▶ **Provided records**
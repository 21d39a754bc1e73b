// In crates/app-config/src/lib.rs

use std::path::Path;

use config::builder::DefaultState;
use config::{Config, ConfigBuilder, Environment, File};

pub mod error;
pub mod types;

// Re-export the most important types for easy access.
pub use error::{Error, Result};
pub use types::{AppSettings, MACrossoverSettings, ProviderSettings, Settings};

pub const DEFAULT_PROVIDER_URL: &str = "https://query1.finance.yahoo.com/v8/finance/chart";
pub const DEFAULT_USER_AGENT: &str = "Mozilla/5.0";

/// Loads the application settings from the `config` directory.
pub fn load_settings() -> Result<Settings> {
    load_settings_from("config")
}

/// Loads the application settings from `dir`.
///
/// Layers, later ones winning:
/// 1. Built-in defaults.
/// 2. `base.toml`, if present.
/// 3. The environment-specific file (e.g., `development.toml`), if present.
/// 4. Environment variables (e.g., `APP_PROVIDER__BASE_URL=...`).
pub fn load_settings_from(dir: impl AsRef<Path>) -> Result<Settings> {
    // Get the current environment. Default to "development" if not set.
    let environment = std::env::var("APP_ENVIRONMENT").unwrap_or_else(|_| "development".into());
    let dir = dir.as_ref();

    let settings = with_defaults(Config::builder())?
        .set_default("app.environment", environment.as_str())?
        .add_source(File::with_name(&dir.join("base").to_string_lossy()).required(false))
        .add_source(File::with_name(&dir.join(&environment).to_string_lossy()).required(false))
        // The prefix is `APP`, separator is `__`.
        .add_source(Environment::with_prefix("APP").separator("__"))
        .build()?;

    Ok(settings.try_deserialize()?)
}

fn with_defaults(builder: ConfigBuilder<DefaultState>) -> Result<ConfigBuilder<DefaultState>> {
    let defaults = MACrossoverSettings::default();
    Ok(builder
        .set_default("app.environment", "development")?
        .set_default("app.log_level", "info")?
        .set_default("provider.base_url", DEFAULT_PROVIDER_URL)?
        .set_default("provider.user_agent", DEFAULT_USER_AGENT)?
        .set_default("strategy.short_window", defaults.short_window as i64)?
        .set_default("strategy.long_window", defaults.long_window as i64)?)
}

#[cfg(test)]
mod tests {
    use super::*;
    use config::FileFormat;

    fn from_toml(toml: &str) -> Settings {
        with_defaults(Config::builder())
            .unwrap()
            .add_source(File::from_str(toml, FileFormat::Toml))
            .build()
            .unwrap()
            .try_deserialize()
            .unwrap()
    }

    #[test]
    fn defaults_fill_every_section() {
        let settings = from_toml("");
        assert_eq!(settings.app.log_level, "info");
        assert_eq!(settings.provider.base_url, DEFAULT_PROVIDER_URL);
        assert_eq!(settings.provider.timeout_secs, None);
        assert_eq!(settings.strategy, MACrossoverSettings::default());
    }

    #[test]
    fn file_values_override_defaults() {
        let settings = from_toml(
            r#"
            [app]
            log_level = "debug"

            [provider]
            base_url = "http://localhost:9000/chart"
            timeout_secs = 15

            [strategy]
            short_window = 10
            long_window = 50
            "#,
        );
        assert_eq!(settings.app.log_level, "debug");
        assert_eq!(settings.provider.base_url, "http://localhost:9000/chart");
        assert_eq!(settings.provider.user_agent, DEFAULT_USER_AGENT);
        assert_eq!(settings.provider.timeout_secs, Some(15));
        assert_eq!(settings.strategy.short_window, 10);
        assert_eq!(settings.strategy.long_window, 50);
    }

    #[test]
    fn missing_directory_falls_back_to_defaults() {
        let settings = load_settings_from("no/such/config/dir").unwrap();
        assert_eq!(settings.strategy.long_window, 20);
    }
}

▶ **Exercise prompt**
Every line from the line containing "Ok(settings.try_deserialize()?)" through the line containing "use super::*;" in the records above must be retyped exactly. Leave out the rest.

▶ **Solution for this task**
    Ok(settings.try_deserialize()?)
}

fn with_defaults(builder: ConfigBuilder<DefaultState>) -> Result<ConfigBuilder<DefaultState>> {
    let defaults = MACrossoverSettings::default();
    Ok(builder
        .set_default("app.environment", "development")?
        .set_default("app.log_level", "info")?
        .set_default("provider.base_url", DEFAULT_PROVIDER_URL)?
        .set_default("provider.user_agent", DEFAULT_USER_AGENT)?
        .set_default("strategy.short_window", defaults.short_window as i64)?
        .set_default("strategy.long_window", defaults.long_window as i64)?)
}

#[cfg(test)]
mod tests {
    use super::*;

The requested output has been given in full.